E che non si arrivi all’intervallo con due gol di vantaggio ci appare più come una dimenticanza, a cui poter porre rimedio nel secondo tempo, che come un segnale di pericolo. Ed a quel punto, quanto accaduto nemmeno dieci giorni fa inizia a sembrarci passato remoto quando si riparte, difatti, Soulè, mangiandosi un gol che sembrava fatto, ci illude che di Dybala si possa fare ogni tanto anche a meno (“Lo segna tra poco, nessun problema”), evidentemente facendoci dimenticare, per un attimo, di cosa fosse stato capace Dybala nel primo tempo. Ma passano pochi minuti e sembra che quello che avrebbe dovuto essere passato remoto sia, invece, un passato più che prossimo, addirittura un passato a cui dare un nome ed un cognome: Genoa – Roma. 

Perché, esattamente come in quella maledetta partita, in cui, nel primo tempo, per buona parte sembravamo giocare a calcio come non mai, nel secondo tempo veniamo schiacciati nella nostra metà campo, senza più avere, così come a Genova, la forza e le idee per uscirne (“Me sembra de sta seduto a Marassi …”). Ed allora il cassetto inizia inesorabilmente a richiudersi, perché davanti non hai una squadra di Prima Categoria, ma una squadra spagnola (rectius, basca) che ha dei giocatori meravigliosi. Ed anche se Svilar non viene particolarmente impensierito, lo sai che, dai e dai, il pallone prima o poi entrerà. 
Ma il problema vero è che ci si rende conto che la squadra del primo tempo non è quella del secondo. Che Soulè non è (ancora) Dybala; che Konè non dovrebbe uscire mai; che il Pichichi speriamo abbia lunga vita in questa stagione; che, soprattutto, se arrivi a rimpiangere anche Celik, su quella fascia non stiamo messi proprio benissimo. Perché va bene applaudire, come un solo uomo, l’ingresso in campo di Saud. Ma vederlo, poi, così spaesato, preoccupato più di fare bene la prima cosa che è chiamato a fare per, poi, dimenticarsi di darvi un seguito e creando così scompiglio, ha dato a molti la sensazione che per la prima volta Juric, fin qui concreto e lucido, abbia ragionato più con il cuore che con la testa (la sola riportabile, a fine partita, è: “Ha voluto premiare il ragazzo, che ha dimostrato, però, di non essere ancora pronto. Semmai lo sarà…”). 

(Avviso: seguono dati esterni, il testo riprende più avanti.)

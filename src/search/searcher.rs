//! Filtering a snapshot into a sorted package list

use std::sync::{Arc, Weak};

use tracing::debug;

use crate::catalog::{CatalogSnapshot, PackageRecord};
use crate::history::InstallOrdering;
use crate::search::criteria::SearchCriteria;

/// Inputs the last result was computed from
struct SearchKey {
    criteria_id: u64,
    modification_counter: u64,
    snapshot: Weak<CatalogSnapshot>,
}

impl SearchKey {
    fn new(criteria: &SearchCriteria, snapshot: &Arc<CatalogSnapshot>) -> Self {
        Self {
            criteria_id: criteria.instance_id(),
            modification_counter: criteria.modification_counter(),
            snapshot: Arc::downgrade(snapshot),
        }
    }

    fn is_for(&self, criteria: &SearchCriteria, snapshot: &Arc<CatalogSnapshot>) -> bool {
        self.criteria_id == criteria.instance_id()
            && self.modification_counter == criteria.modification_counter()
            && std::ptr::eq(self.snapshot.as_ptr(), Arc::as_ptr(snapshot))
    }
}

/// Filters and sorts a snapshot's packages, reusing the previous result while
/// neither the criteria nor the snapshot changed.
///
/// Keep one searcher per view so each view only recomputes for its own changes.
#[derive(Default)]
pub struct PackageSearcher {
    last: Option<(SearchKey, Arc<Vec<Arc<PackageRecord>>>)>,
}

impl PackageSearcher {
    pub fn new() -> Self {
        Self::default()
    }

    pub fn filter_packages(
        &mut self,
        snapshot: &Arc<CatalogSnapshot>,
        criteria: &SearchCriteria,
        ordering: &dyn InstallOrdering,
    ) -> Arc<Vec<Arc<PackageRecord>>> {
        if let Some((key, results)) = &self.last {
            if key.is_for(criteria, snapshot) {
                return Arc::clone(results);
            }
        }

        let mut results: Vec<Arc<PackageRecord>> = snapshot
            .records()
            .iter()
            .filter(|record| criteria.matches(snapshot, record))
            .cloned()
            .collect();
        criteria
            .sort_method()
            .sort(&mut results, snapshot, ordering);

        debug!(
            "Search matched {} of {} packages",
            results.len(),
            snapshot.records().len()
        );

        let results = Arc::new(results);
        self.last = Some((SearchKey::new(criteria, snapshot), Arc::clone(&results)));
        results
    }
}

E quando, su una palla da fermo, in cui due di loro fanno tutto quello che c’è da fare, mentre quattro di noi non riescono mai a strusciare il pallone, vediamo sfumare la vittoria, come a Genova, proprio all’ultimo, quello che sembrava il reparto che avrebbe dovuto darci le maggiori garanzie ci appare, viceversa, come un reparto stanco e privo di risorse (“Li doveva cambiare prima”). Perché è chiaro a tutti che se Soulè avesse segnato, lì dove ci sarebbe stato solo da segnare, tutto sarebbe stato più facile. Ma è altrettanto chiaro che, quando in campo avevi, oltre Mancini, anche Ibanez e Smalling, quei palloni non entravano (“Ti ricordi cos’era la difesa con loro tre?”). E questa volta, invece, è entrato. Ed allora usciamo con quelle facce un po’ così, di quelle che ti dicono che qualcuno stia lì già a fare le tabelle (“Dobbiamo capire dove andare a recuperare questi due punti persi”), altre dei primi processi che vedono imputata la difesa (“Hermoso sono due volte che non la prende, e caro c’è costato”), altre che ti trasferiscono il rimpianto dei tempi in cui avevi Alda, Zago e Samuel (“Quelli non li passavi mai”). Per fortuna che domenica prossima arriva subito. Ne abbiamo davvero bisogno.